The novel is a strong one, in any event.  In keeping with my tastes, it forsakes the high tech romanticism of NEUROMANCER in favor of a dark and scary evocation of a future world threatened by a renegade “Multisemblant”–a virtual being comprised of the darkest impulses of five powerful individuals.  Shirley dedicates the book to Gibson, Bruce Sterling and several other genre luminaries, but it reminded me more of the bleak cyber-nightmares of Jack Womack, of AMBIENT and RANDOM ACTS OF SENSELESS VIOLENCE infamy (Gibson: “If you dropped the characters from NEUROMANCER into Jack Womack’s Manhattan, they’d fall down screaming and have nervous breakdowns”).

Ultimately, though, BLACK GLASS is very much a product of Mr.
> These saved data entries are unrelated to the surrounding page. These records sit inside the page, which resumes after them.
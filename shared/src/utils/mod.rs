//! Utility functions and helpers

pub mod time;
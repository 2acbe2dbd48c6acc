//! Output formatting utilities for CLI commands

use colored::Colorize;

/// Print success message
pub fn success(msg: &str) {
    println!("{} {}", "✓".green(), msg);
}

/// Print error message
pub fn error(msg: &str) {
    eprintln!("{} {}", "✗".red(), msg);
}

/// Print info message
pub fn info(msg: &str) {
    println!("{} {}", "ℹ".blue(), msg);
}

/// Print warning message
pub fn warning(msg: &str) {
    println!("{} {}", "⚠".yellow(), msg);
}

/// Human-readable byte count, e.g. `1.5 MiB`
pub fn format_bytes(bytes: u64) -> String {
    const UNITS: [&str; 5] = ["B", "KiB", "MiB", "GiB", "TiB"];
    let mut value = bytes as f64;
    let mut unit = 0;
    while value >= 1024.0 && unit < UNITS.len() - 1 {
        value /= 1024.0;
        unit += 1;
    }
    if unit == 0 {
        format!("{} B", bytes)
    } else {
        format!("{:.1} {}", value, UNITS[unit])
    }
}

#[cfg(test)]
mod tests {
    use super::*;

    #[test]
    fn test_format_bytes() {
        assert_eq!(format_bytes(0), "0 B");
        assert_eq!(format_bytes(1023), "1023 B");
        assert_eq!(format_bytes(1536), "1.5 KiB");
        assert_eq!(format_bytes(5 * 1024 * 1024 * 1024), "5.0 GiB");
    }
}
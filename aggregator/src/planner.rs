//! Upload planning
//!
//! Turns consumption records into table entities and groups them by table,
//! then by partition (website), then into batches the service accepts as a
//! single transaction.

use std::collections::BTreeMap;

use chrono::{DateTime, Utc};
use logmeter_shared::utils::time::month_suffix;
use logmeter_shared::ConsumptionRecord;

use crate::storage::TableEntity;
use crate::MAX_BATCH_ENTITIES;

/// Entities of one table and one partition, written together
#[derive(Debug, Clone, PartialEq)]
pub struct Batch {
    pub table: String,
    pub partition_key: String,
    pub entities: Vec<TableEntity>,
}

impl Batch {
    pub fn len(&self) -> usize {
        self.entities.len()
    }

    pub fn is_empty(&self) -> bool {
        self.entities.is_empty()
    }
}

/// Table name -> partition key -> batches
#[derive(Debug, Clone, Default, PartialEq)]
pub struct UploadPlan {
    pub tables: BTreeMap<String, BTreeMap<String, Vec<Batch>>>,
}

impl UploadPlan {
    pub fn is_empty(&self) -> bool {
        self.tables.is_empty()
    }

    pub fn table_names(&self) -> impl Iterator<Item = &str> {
        self.tables.keys().map(|t| t.as_str())
    }

    pub fn batch_count(&self) -> usize {
        self.batches().count()
    }

    pub fn entity_count(&self) -> usize {
        self.batches().map(|b| b.len()).sum()
    }

    pub fn batches(&self) -> impl Iterator<Item = &Batch> {
        self.tables
            .values()
            .flat_map(|partitions| partitions.values())
            .flatten()
    }
}

#[derive(Debug, Clone)]
pub struct BatchPlanner {
    table_prefix: String,
    host: String,
    run_time: DateTime<Utc>,
    batch_size: usize,
}

impl BatchPlanner {
    /// `host` is the server name written into row keys (`addr:port`);
    /// `run_time` is the start of the current run.
    pub fn new(table_prefix: impl Into<String>, host: impl Into<String>, run_time: DateTime<Utc>) -> Self {
        Self {
            table_prefix: table_prefix.into(),
            host: host.into(),
            run_time,
            batch_size: MAX_BATCH_ENTITIES,
        }
    }

    /// Entities per batch, clamped to `1..=100`.
    pub fn with_batch_size(mut self, batch_size: usize) -> Self {
        self.batch_size = batch_size.clamp(1, MAX_BATCH_ENTITIES);
        self
    }

    pub fn table_name(&self, record: &ConsumptionRecord) -> String {
        format!("{}{}", self.table_prefix, month_suffix(record.hour))
    }

    /// `{record_unix}-{host}-{run_unix}`. Aggregation makes `(website, hour)`
    /// unique within a run, so the key is unique per partition.
    pub fn row_key(&self, record: &ConsumptionRecord) -> String {
        format!(
            "{}-{}-{}",
            record.hour.timestamp(),
            self.host,
            self.run_time.timestamp()
        )
    }

    pub fn plan(&self, records: &[ConsumptionRecord]) -> UploadPlan {
        let mut plan = UploadPlan::default();

        for record in records {
            let table = self.table_name(record);
            let entity = TableEntity::from_consumption(record, self.row_key(record));
            let batches = plan
                .tables
                .entry(table.clone())
                .or_default()
                .entry(entity.partition_key.clone())
                .or_default();

            match batches.last_mut() {
                Some(batch) if batch.len() < self.batch_size => batch.entities.push(entity),
                _ => batches.push(Batch {
                    table,
                    partition_key: entity.partition_key.clone(),
                    entities: vec![entity],
                }),
            }
        }

        plan
    }
}
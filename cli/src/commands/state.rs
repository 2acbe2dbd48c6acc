//! State command implementation

use std::path::{Path, PathBuf};

use anyhow::{Context, Result};
use clap::Args;
use colored::Colorize;
use logmeter_agent::{Settings, StateStore};

use crate::output;

#[derive(Args, Debug)]
pub struct StateArgs {
    /// State directory; defaults to the one in the settings file
    #[arg(long)]
    pub dir: Option<PathBuf>,

    /// Print markers as JSON
    #[arg(long)]
    pub json: bool,
}

pub async fn run(args: StateArgs, config: Option<&Path>) -> Result<()> {
    let dir = match args.dir {
        Some(dir) => dir,
        None => Settings::load(config)?.state.dir,
    };
    let markers = StateStore::new(&dir)
        .list()
        .await
        .context("Cannot read state")?;

    if args.json {
        let entries: Vec<_> = markers
            .iter()
            .map(|(port, marker)| serde_json::json!({ "port": port, "marker": marker }))
            .collect();
        println!("{}", serde_json::to_string_pretty(&entries)?);
        return Ok(());
    }

    if markers.is_empty() {
        output::info(&format!("No state stored in {}", dir.display()));
        return Ok(());
    }

    println!(
        "{:<8} {:>14}  {}",
        "PORT".bold(),
        "READ".bold(),
        "ROTATED FILE".bold()
    );
    for (port, marker) in markers {
        let rotated = match &marker.rotated {
            Some(file) => match file.modified {
                Some(modified) => format!("{} (mtime {})", file.path, modified),
                None => file.path.clone(),
            },
            None => "-".dimmed().to_string(),
        };
        println!("{:<8} {:>14}  {}", port, marker.bytes_read, rotated);
    }
    Ok(())
}
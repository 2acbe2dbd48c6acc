//! nginx access log line parser
//!
//! Expected format, nine fields in this order:
//!
//! ```text
//! 111.111.111.111(-) "[31/Jul/2016:22:54:30 +0400]" "0.247" "GET /some/file.jpg HTTP/1.1" "200" "32327" "some-domain.com" "http://some-referrer.com/" "User Agent"
//! ```
//!
//! The client address may also be quoted.

use chrono::{DateTime, Utc};
use logmeter_shared::LogRecord;
use thiserror::Error;

const FIELD_COUNT: usize = 9;
const TIME_FORMAT: &str = "[%d/%b/%Y:%H:%M:%S %z]";

#[derive(Debug, Error)]
pub enum ParseError {
    #[error("expected 9 fields (address, time, duration, request, status, size, domain, referrer, user agent), found {0}")]
    FieldCount(usize),

    #[error("invalid timestamp {value:?}: {source}")]
    Timestamp {
        value: String,
        source: chrono::ParseError,
    },

    #[error("invalid {field} {value:?}")]
    Number { field: &'static str, value: String },

    #[error("malformed request line {0:?}")]
    RequestLine(String),
}

/// Contents of every `"..."` span, in order. An unterminated quote ends the
/// scan.
fn quoted_fields(line: &str) -> Vec<&str> {
    let mut fields = Vec::new();
    let mut rest = line;
    while let Some(start) = rest.find('"') {
        let after = &rest[start + 1..];
        let Some(end) = after.find('"') else {
            break;
        };
        fields.push(&after[..end]);
        rest = &after[end + 1..];
    }
    fields
}

fn split_fields(line: &str) -> Vec<&str> {
    let line = line.trim();
    if line.starts_with('"') {
        return quoted_fields(line);
    }
    // Unquoted leading address
    let (address, rest) = line.split_once(char::is_whitespace).unwrap_or((line, ""));
    let mut fields = vec![address];
    fields.extend(quoted_fields(rest));
    fields
}

fn number<T: std::str::FromStr>(field: &'static str, value: &str) -> Result<T, ParseError> {
    value.parse().map_err(|_| ParseError::Number {
        field,
        value: value.to_string(),
    })
}

/// Parse one access log line.
pub fn parse_line(line: &str) -> Result<LogRecord, ParseError> {
    let fields = split_fields(line);
    if fields.len() != FIELD_COUNT {
        return Err(ParseError::FieldCount(fields.len()));
    }

    let time: DateTime<Utc> = DateTime::parse_from_str(fields[1], TIME_FORMAT)
        .map_err(|source| ParseError::Timestamp {
            value: fields[1].to_string(),
            source,
        })?
        .with_timezone(&Utc);

    let duration: f64 = number("duration", fields[2])?;

    // The path may contain spaces; it is everything between verb and protocol
    let request: Vec<&str> = fields[3].split(' ').collect();
    if request.len() < 3 {
        return Err(ParseError::RequestLine(fields[3].to_string()));
    }
    let verb = request[0];
    let path = request[1..request.len() - 1].join(" ");

    let status: u16 = number("status", fields[4])?;
    let size: u64 = number("size", fields[5])?;

    let address = fields[0];
    let client_ip = address
        .find('(')
        .map(|i| &address[..i])
        .unwrap_or(address);

    Ok(LogRecord {
        client_ip: client_ip.to_string(),
        time,
        duration,
        verb: verb.to_string(),
        path,
        status,
        size,
        domain: fields[6].to_string(),
        referrer: fields[7].to_string(),
        user_agent: fields[8].to_string(),
    })
}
John Shirley.  In many ways it picks up where his early science fiction effort CITY COME A’ WALKIN left off, with that 1980 novel’s all-powerful human cityscape replaced with the equally formidable multisemblant, who’s very much a 21st Century creation.

It’s the brainchild of Grist, the scumbag head of a multinational corporation called Slakon.  Located in L.A. of 2033 AD, this outfit specializes in creating virtual copies of people called semblants (the multisemblant is the natural outgrowth of this trend, with several personalities packed into one being).  Grist’s immediate concern, however, is the novel’s hero Candle, who’s just been released from prison, having taken the fall for his loser brother Danny.  Candle has incriminating information about Grist, who pursues Candle as he searches the L.A. underworld for Danny.

The latter is a V-Rat, or virtual reality addict, who spends his time hanging around an environ called Rooftown and having virtual sex.  He also has a stolen program that can identify semblants, which makes him and his bro even more dangerous to Grist, as rendering semblants and flesh and blood humans indistinguishable is part of his goal.

Overlaying all this is the multisemblant, who’s steadily gaining power and influence, banking on nothing less than world domination.  Also opposing our heroes is a weather condition known as Black Wind, a mass of toxic mist set to blanket LA and suffocate anyone who breathes it.

There’s much startling violence here, and some smart social commentary.  Shirley has actually rendered this decades-old concept timely and significant.  The idea of Rooftown, a high-up city built upon extremely precarious foundations, obviously contains any number of pertinent metaphors for our time.  So does the multisemblant, who represents perhaps the ultimate example of horizontal integration.  But as Shirley states in his forward, “my main hope for BLACK GLASS is simply that readers will enjoy it as entertainment,” and in that area he’s succeeded.